Drei Vermisste: Fischerboot gekentert

Vor der Küste der grenznahen nordfranzösischen Industriestadt Dünkirchen ist am Dienstagabend ein belgisches Fischerboot gekentert. Die Besatzung des Bootes, das aus dem Hafen von Nieuwpoort kam, wird noch vermisst.

Ein Sprecher der belgischen Küstenwache gab an, dass das Fischerboot N28 "Mooie Meid" mit Heimathafen Nieuwpoort zwischen 21 Uhr und 21 Uhr 30 am Dienstagabend von Radar verschwunden war.

Unmittelbar danach haben die Rettungs- und Suchaktionen begonnen.

Die belgische Küstenwache stellte ihren französischen Kollegen von Seenotdienst Cross in Gris-Nez sofort alle Hilfe zur Verfügung.

Insgesamt beteiligen sich drei belgische Sea King-Hubschrauber (Foto) von der Basis in Koksijde und fünf Suchboote aus Nieuwpoort und Oostende an der Suche nach der Besatzung des gekenterten Fischerbootes. Die drei Besatzungsmitglieder haben die niederländische Staatsbürgerschaft.

In der Nacht zum Mittwoch fanden Taucher das Wrack des Schiffes, doch von den drei Seeleuten fehlte jede Spur. Um 5 Uhr am Mittwochmorgen wurde die Suchaktion kurzzeitig wegen eines zu starken Seegangs und gefährlichen Strömungen  abgebrochen, doch im Laufe des Vormittags wurden die Aktionen wieder aufgenommen.

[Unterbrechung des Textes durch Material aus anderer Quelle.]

//! Local JSON-RPC WebSocket server for driving the manager in tests.
//!
//! Records every inbound text frame, optionally acknowledges
//! `accountSubscribe` requests with increasing subscription ids (starting at
//! 100), and lets a test push frames, close the live socket, refuse new
//! handshakes or stall them.

#![allow(dead_code)]

use std::net::SocketAddr;
use std::sync::atomic::{AtomicBool, AtomicU64, AtomicUsize, Ordering};
use std::sync::{Arc, Mutex};
use std::time::Duration;

use base64::Engine;
use base64::engine::general_purpose::STANDARD as BASE64;
use futures_util::{SinkExt, StreamExt};
use serde_json::{Value, json};
use tokio::net::{TcpListener, TcpStream};
use tokio::sync::mpsc;
use tokio::task::JoinHandle;
use tokio::time::Instant;
use tokio_tungstenite::accept_async;
use tokio_tungstenite::tungstenite::Message;

pub const FIRST_SUBSCRIPTION_ID: u64 = 100;

const REQUEST_TIMEOUT: Duration = Duration::from_secs(2);

struct ServerState {
    auto_ack: bool,
    refuse: AtomicBool,
    accepts: AtomicUsize,
    accept_times: Mutex<Vec<Instant>>,
    handshakes: AtomicUsize,
    handshake_delay_ms: AtomicU64,
    next_subscription_id: AtomicU64,
    requests: mpsc::UnboundedSender<Value>,
    outbound: Mutex<Option<mpsc::UnboundedSender<Message>>>,
}

pub struct MockServer {
    addr: SocketAddr,
    state: Arc<ServerState>,
    requests: tokio::sync::Mutex<mpsc::UnboundedReceiver<Value>>,
    task: JoinHandle<()>,
}

impl MockServer {
    /// Server that acknowledges every subscribe.
    pub async fn start() -> Self {
        Self::spawn(true).await
    }

    /// Server that leaves acknowledgments to the test.
    pub async fn start_manual() -> Self {
        Self::spawn(false).await
    }

    async fn spawn(auto_ack: bool) -> Self {
        let listener = TcpListener::bind("127.0.0.1:0").await.unwrap();
        let addr = listener.local_addr().unwrap();
        let (tx, rx) = mpsc::unbounded_channel();
        let state = Arc::new(ServerState {
            auto_ack,
            refuse: AtomicBool::new(false),
            accepts: AtomicUsize::new(0),
            accept_times: Mutex::new(Vec::new()),
            handshakes: AtomicUsize::new(0),
            handshake_delay_ms: AtomicU64::new(0),
            next_subscription_id: AtomicU64::new(FIRST_SUBSCRIPTION_ID),
            requests: tx,
            outbound: Mutex::new(None),
        });

        let accept_state = state.clone();
        let task = tokio::spawn(async move {
            while let Ok((stream, _)) = listener.accept().await {
                accept_state.accepts.fetch_add(1, Ordering::SeqCst);
                accept_state.accept_times.lock().unwrap().push(Instant::now());
                if accept_state.refuse.load(Ordering::SeqCst) {
                    drop(stream);
                    continue;
                }
                tokio::spawn(serve_connection(stream, accept_state.clone()));
            }
        });

        Self {
            addr,
            state,
            requests: tokio::sync::Mutex::new(rx),
            task,
        }
    }

    pub fn url(&self) -> String {
        format!("ws://{}", self.addr)
    }

    /// TCP connections accepted, including refused ones.
    pub fn accept_count(&self) -> usize {
        self.state.accepts.load(Ordering::SeqCst)
    }

    /// When each TCP connection was accepted, in order.
    pub fn accept_times(&self) -> Vec<Instant> {
        self.state.accept_times.lock().unwrap().clone()
    }

    /// Completed WebSocket handshakes.
    pub fn handshake_count(&self) -> usize {
        self.state.handshakes.load(Ordering::SeqCst)
    }

    /// Drop new TCP connections before the handshake.
    pub fn refuse_connections(&self, refuse: bool) {
        self.state.refuse.store(refuse, Ordering::SeqCst);
    }

    /// Hold each new connection for `delay` before answering the handshake.
    pub fn delay_handshakes(&self, delay: Duration) {
        self.state
            .handshake_delay_ms
            .store(delay.as_millis() as u64, Ordering::SeqCst);
    }

    /// Next recorded request; panics after two seconds.
    pub async fn next_request(&self) -> Value {
        self.try_next_request(REQUEST_TIMEOUT)
            .await
            .expect("no request received within timeout")
    }

    pub async fn try_next_request(&self, wait: Duration) -> Option<Value> {
        let mut rx = self.requests.lock().await;
        tokio::time::timeout(wait, rx.recv()).await.ok().flatten()
    }

    /// Push a JSON frame on the live connection.
    pub async fn send(&self, frame: Value) {
        self.send_message(Message::Text(frame.to_string().into()))
            .await;
    }

    /// Push an arbitrary text frame on the live connection.
    pub async fn send_raw(&self, text: &str) {
        self.send_message(Message::Text(text.to_owned().into()))
            .await;
    }

    /// Close the live connection from the server side.
    pub async fn close_connection(&self) {
        self.send_message(Message::Close(None)).await;
    }

    async fn send_message(&self, message: Message) {
        let tx = wait_for(REQUEST_TIMEOUT, || {
            self.state
                .outbound
                .lock()
                .unwrap()
                .as_ref()
                .filter(|tx| !tx.is_closed())
                .cloned()
        })
        .await
        .expect("no live connection");
        tx.send(message).unwrap();
    }
}

impl Drop for MockServer {
    fn drop(&mut self) {
        self.task.abort();
    }
}

async fn serve_connection(stream: TcpStream, state: Arc<ServerState>) {
    let delay_ms = state.handshake_delay_ms.load(Ordering::SeqCst);
    if delay_ms > 0 {
        tokio::time::sleep(Duration::from_millis(delay_ms)).await;
    }
    let Ok(ws) = accept_async(stream).await else {
        return;
    };
    let (mut write, mut read) = ws.split();
    let (out_tx, mut out_rx) = mpsc::unbounded_channel();
    *state.outbound.lock().unwrap() = Some(out_tx);
    state.handshakes.fetch_add(1, Ordering::SeqCst);

    loop {
        tokio::select! {
            inbound = read.next() => {
                let Some(Ok(message)) = inbound else { break };
                let Message::Text(text) = message else { continue };
                let Ok(request) = serde_json::from_str::<Value>(text.as_str()) else {
                    continue;
                };

                let ack = (state.auto_ack
                    && request["method"] == "accountSubscribe")
                    .then(|| {
                        let id = state.next_subscription_id.fetch_add(1, Ordering::SeqCst);
                        json!({"jsonrpc": "2.0", "id": request["id"], "result": id})
                    });
                let _ = state.requests.send(request);
                if let Some(ack) = ack {
                    if write.send(Message::Text(ack.to_string().into())).await.is_err() {
                        break;
                    }
                }
            }
            outbound = out_rx.recv() => {
                let Some(message) = outbound else { break };
                let closing = matches!(message, Message::Close(_));
                if write.send(message).await.is_err() || closing {
                    break;
                }
            }
        }
    }
}

// ---------------------------------------------------------------------------
// Helpers
// ---------------------------------------------------------------------------

/// Poll `check` every 10 ms until it yields a value or `limit` elapses.
pub async fn wait_for<T>(limit: Duration, mut check: impl FnMut() -> Option<T>) -> Option<T> {
    let deadline = tokio::time::Instant::now() + limit;
    loop {
        if let Some(value) = check() {
            return Some(value);
        }
        if tokio::time::Instant::now() >= deadline {
            return None;
        }
        tokio::time::sleep(Duration::from_millis(10)).await;
    }
}

/// Wait until `condition` holds, panicking with `what` after `limit`.
pub async fn wait_until(limit: Duration, what: &str, mut condition: impl FnMut() -> bool) {
    if wait_for(limit, || condition().then_some(())).await.is_none() {
        panic!("timed out waiting for {what}");
    }
}

/// Price account bytes with the layout the decoder expects.
pub fn price_payload(raw_price: i64, raw_confidence: i64, exponent: i32) -> Vec<u8> {
    let mut buf = vec![0u8; 8];
    buf.extend_from_slice(&raw_price.to_le_bytes());
    buf.extend_from_slice(&raw_confidence.to_le_bytes());
    buf.extend_from_slice(&exponent.to_le_bytes());
    buf
}

/// An `accountNotification` frame for `subscription` carrying a price.
pub fn price_notification(subscription: u64, raw_price: i64, raw_confidence: i64, exponent: i32) -> Value {
    let data = BASE64.encode(price_payload(raw_price, raw_confidence, exponent));
    json!({
        "jsonrpc": "2.0",
        "method": "accountNotification",
        "params": {
            "subscription": subscription,
            "result": {
                "context": {"slot": 1},
                "value": {"data": [data, "base64"], "lamports": 1, "owner": "oracle"}
            }
        }
    })
}
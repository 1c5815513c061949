//! Bounded in-memory window of recent readings for chart display.

use std::collections::VecDeque;

use crate::types::PriceReading;

/// The most recent `capacity` readings of one feed, oldest first.
#[derive(Debug, Clone)]
pub struct PriceHistory {
    capacity: usize,
    readings: VecDeque<PriceReading>,
}

impl PriceHistory {
    /// Create an empty window. A zero capacity is raised to 1.
    pub fn new(capacity: usize) -> Self {
        let capacity = capacity.max(1);
        Self {
            capacity,
            readings: VecDeque::new(),
        }
    }

    /// Append a reading, evicting the oldest one when full.
    pub fn push(&mut self, reading: PriceReading) {
        if self.readings.len() == self.capacity {
            self.readings.pop_front();
        }
        self.readings.push_back(reading);
    }

    /// Newest reading, if any.
    pub fn latest(&self) -> Option<&PriceReading> {
        self.readings.back()
    }

    /// Iterate oldest → newest.
    pub fn iter(&self) -> impl DoubleEndedIterator<Item = &PriceReading> + ExactSizeIterator {
        self.readings.iter()
    }

    pub fn len(&self) -> usize {
        self.readings.len()
    }

    pub fn is_empty(&self) -> bool {
        self.readings.is_empty()
    }

    pub fn capacity(&self) -> usize {
        self.capacity
    }

    pub fn clear(&mut self) {
        self.readings.clear();
    }
}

Es ist zur Stunde völlig unklar, wie es zu dem Unglück kommen konnte. Hoffnungen, dass die drei noch jungen Seeleute im Alter von 18, 19 und 26 Jahre lebend gerettet werden können, bestehen kaum noch. Die Fischer von Nieuwpoort zeigten sich am Mittwoch sehr bedrückt. Jedes Mal, wenn Kollegen auf hoher See ihr Leben lassen, trauern die Fischer im Heimathafen.